PURPLE STORM

Titre:  
ou: Purple Storm
Réalisateur: Teddy Chan
Interprètes: Daniel Wu

 

Kwok Leung Gan
Emil Chau
Hoan Chen
Teresa Lee
 
 
Année: 1999
Genre: Action / Polar / Espionnage / Thriller
Pays: Hong Kong
Editeur HK Legends
Violence: * * *
Erotisme: * *
Suite:  

70%

Résumé:

Saw Kit, un terroriste nostalgique du régime des Khmers Rouges, perd la mémoire au cours d'une opération commando. Retrouvé par la police de Hong Kong, il est soumis à un conditionnement psychologique visant à lui faire croire qu'il est un policier infiltré. Saw Kit doit alors stopper le plan diabolique de son père décidé à utiliser le Purple Storm, une nouvelle arme bactériologique redoutable, à des fins de destruction massive.

 

Critique:

Purple Storm est une production Jackie Chan qui connut un gros succès en 1999. Il alterne efficacement moments intimistes et scènes explosives sur un scénario soigné orienté vers la politique fiction teintée d'espionnage et d'une pointe d'anticipation. Bref, il s'agit d'un techno-thriller de choix dans lequel Daniel Wu se demande qui il est vraiment et ce qu'il désire devenir.

Terroriste amnésique manipulé par les services secrets pour lui faire croire qu'il est un flic infilté, Saw Kit (Wu) constitue un de ses héros / anti-héros sans passé ni avenir à la recherche d'eux-mêmes. Dans l'esprit de Jason Bourne ou du XIII des bandes dessinées, Saw Kit est prêt à suivre la première personne susceptible de lui fournir un éclairage sur son existence oubliée. Un flic incorruptible, une psy plus ou moins amoureuse, un père Khmer Rouge assoifé de carnage et de révolution, une ancienne maîtresse tueuse sans pitié,...voilà les personnages que Saw Kit va cotoyer pour retrouver son Moi enfoui. Quitte à ne pas aimer la personne qu'il découvre, Saw Kit cherche perpétuellement des réponses à ses questions, entrevoyant parfois un embryon de solution dans un flash lui rappelant sa vie "d'avant". Des passages d'ailleurs peu inspirés visuellement, avec cette déformation coutumière et pas très heureuse de l'écran pour transcrire les tourments intérieurs du héros. Mais, ce détail excepté, Teddy Chen concocte un thriller tout à fait honnête avec un certain talent au niveau de la mise en scène: pas de génie particulier ni d'esbroufe déplacée mais une application conscienceuse et parfois inspirée. Montage nerveux, belle photo aux teintes légèrement bleutés, rythme alerte, bref, un travail de pro.

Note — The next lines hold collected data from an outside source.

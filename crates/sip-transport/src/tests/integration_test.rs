//! Loopback tests for the UDP and TCP transports.

use std::net::SocketAddr;
use std::time::Duration;

use tokio::io::AsyncWriteExt;
use tokio::net::TcpStream;
use tokio::sync::mpsc;
use tokio::time::timeout;

use sipwire_sip_core::prelude::*;

use crate::config::StreamConfig;
use crate::transport::tcp::TcpTransport;
use crate::transport::udp::UdpTransport;
use crate::transport::{Transport, TransportEvent};

fn init_tracing() {
    let _ = tracing_subscriber::fmt()
        .with_env_filter(tracing_subscriber::EnvFilter::from_default_env())
        .with_test_writer()
        .try_init();
}

fn loopback() -> SocketAddr {
    "127.0.0.1:0".parse().unwrap()
}

fn options_request(branch: &str) -> Message {
    Request::new(Method::Options, "sip:bob@127.0.0.1".parse().unwrap())
        .with_header(Header::new(
            HeaderName::Via,
            HeaderValue::Via(vec![ViaHeader::new("UDP", Host::domain("127.0.0.1"), None, branch)]),
        ))
        .with_header(Header::new(HeaderName::CallId, HeaderValue::CallId(format!("call-{}", branch))))
        .with_header(Header::new(HeaderName::CSeq, HeaderValue::CSeq(CSeq::new(1, Method::Options))))
        .with_body(bytes::Bytes::new())
        .into()
}

async fn next_message(rx: &mut mpsc::Receiver<TransportEvent>) -> (Message, SocketAddr) {
    loop {
        let event = timeout(Duration::from_secs(5), rx.recv())
            .await
            .expect("timed out waiting for transport event")
            .expect("event channel closed");
        if let TransportEvent::MessageReceived { message, source, .. } = event {
            return (message, source);
        }
    }
}

#[tokio::test]
async fn udp_round_trip() {
    let (a, _a_rx) = UdpTransport::bind(loopback(), None).await.unwrap();
    let (b, mut b_rx) = UdpTransport::bind(loopback(), None).await.unwrap();
    assert!(!a.is_reliable());

    a.send_message(options_request("z9hG4bKudp1"), b.local_addr().unwrap())
        .await
        .unwrap();
    let (message, source) = next_message(&mut b_rx).await;
    assert_eq!(message.branch(), Some("z9hG4bKudp1"));
    assert_eq!(source, a.local_addr().unwrap());

    a.close().await.unwrap();
    assert!(a.is_closed());
    assert!(matches!(
        a.send_message(options_request("z9hG4bKudp2"), b.local_addr().unwrap()).await,
        Err(crate::Error::TransportClosed)
    ));
}

#[tokio::test]
async fn udp_drops_oversized_datagrams() {
    init_tracing();
    let config = StreamConfig::default().with_max_message_size(64);
    let (receiver, mut rx) = UdpTransport::bind_with_config(loopback(), None, &config).await.unwrap();
    let (sender, _rx) = UdpTransport::bind(loopback(), None).await.unwrap();

    sender
        .send_message(options_request("z9hG4bKbig"), receiver.local_addr().unwrap())
        .await
        .unwrap();
    assert!(timeout(Duration::from_millis(200), rx.recv()).await.is_err());
}

#[tokio::test]
async fn tcp_reuses_connection_and_reports_close() {
    init_tracing();
    let (server, mut server_rx) = TcpTransport::bind(loopback(), None, None).await.unwrap();
    let (client, mut client_rx) = TcpTransport::bind(loopback(), None, None).await.unwrap();
    let server_addr = server.local_addr().unwrap();
    assert!(client.is_reliable());

    client.send_message(options_request("z9hG4bKtcp1"), server_addr).await.unwrap();
    client.send_message(options_request("z9hG4bKtcp2"), server_addr).await.unwrap();
    assert_eq!(client.connection_count(), 1);

    let (first, peer) = next_message(&mut server_rx).await;
    let (second, _) = next_message(&mut server_rx).await;
    assert_eq!(first.branch(), Some("z9hG4bKtcp1"));
    assert_eq!(second.branch(), Some("z9hG4bKtcp2"));

    // Replies travel back over the accepted connection
    server.send_message(options_request("z9hG4bKtcp3"), peer).await.unwrap();
    let (reply, _) = next_message(&mut client_rx).await;
    assert_eq!(reply.branch(), Some("z9hG4bKtcp3"));

    client.close().await.unwrap();
    let closed = timeout(Duration::from_secs(5), async {
        loop {
            match server_rx.recv().await {
                Some(TransportEvent::ConnectionClosed { remote, .. }) => return remote,
                Some(_) => continue,
                None => panic!("server events ended"),
            }
        }
    })
    .await
    .unwrap();
    assert_eq!(closed, peer);
}

#[tokio::test]
async fn tcp_oversized_message_closes_connection() {
    init_tracing();
    let config = StreamConfig::default().with_max_message_size(256);
    let (server, mut server_rx) = TcpTransport::bind(loopback(), None, Some(config)).await.unwrap();

    let mut raw = TcpStream::connect(server.local_addr().unwrap()).await.unwrap();
    raw.write_all(b"MESSAGE sip:bob@127.0.0.1 SIP/2.0\r\nCall-ID: big\r\nCSeq: 1 MESSAGE\r\nContent-Length: 100000\r\n\r\n")
        .await
        .unwrap();

    let event = timeout(Duration::from_secs(5), server_rx.recv()).await.unwrap().unwrap();
    match event {
        TransportEvent::ConnectionClosed { reason, .. } => assert!(reason.contains("exceeds")),
        other => panic!("expected connection close, got {:?}", other),
    }
    assert_eq!(server.connection_count(), 0);
}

On peut lui reprocher de glisser parfois vers un certain conformisme internationnal du cinéma d'action mais l'ensemble est suffisamment intéressant pour qu'on lui pardonne ce coté un peu trop formaté et consensuel.

D'une durée de près de deux heures, Purple Storm prend d'ailleurs son temps pour développer une intrigue convenablement écrite, étoffer ses personnages et mener son récit vers une conclusion explosive. Ce qui le distingue de nombreux "mindless summer blockbusters" US qui se contentent d'enquiller les séquences explosives aux mépris de toute logique ou vraissemblance.

Niveau action, le métrage accumule les fusillades nerveuses, parfois brouillonnes mais souvent réussies et compte aussi une poignée de grosses explosions assez destroy. Le cinéaste emballe le tout avec savoir faire et l'enrobe d'une belle musique appropriée, se donnant des allures de blockbuster à même de concurencer le modèle américain. Léger bémol: les effets numériques ne tiennent pas vraiment la route mais ne sont pas catastrophiques pour autant: disons qu'ils passent bien si on reste focaliser sur l'intrigue sans s'apesantir sur l'un ou l'autre détails.

En résumé, Purple Storm constitue un bon divertissement, plus intelligent que la moyenne du genre, qui saura satisfaire un large public, des adeptes du thriller aux fans de l'espionnage en passant par les accros du polar psychologique et les spectateurs lambdas qui ne demandent que des gunfights et des destructions massives.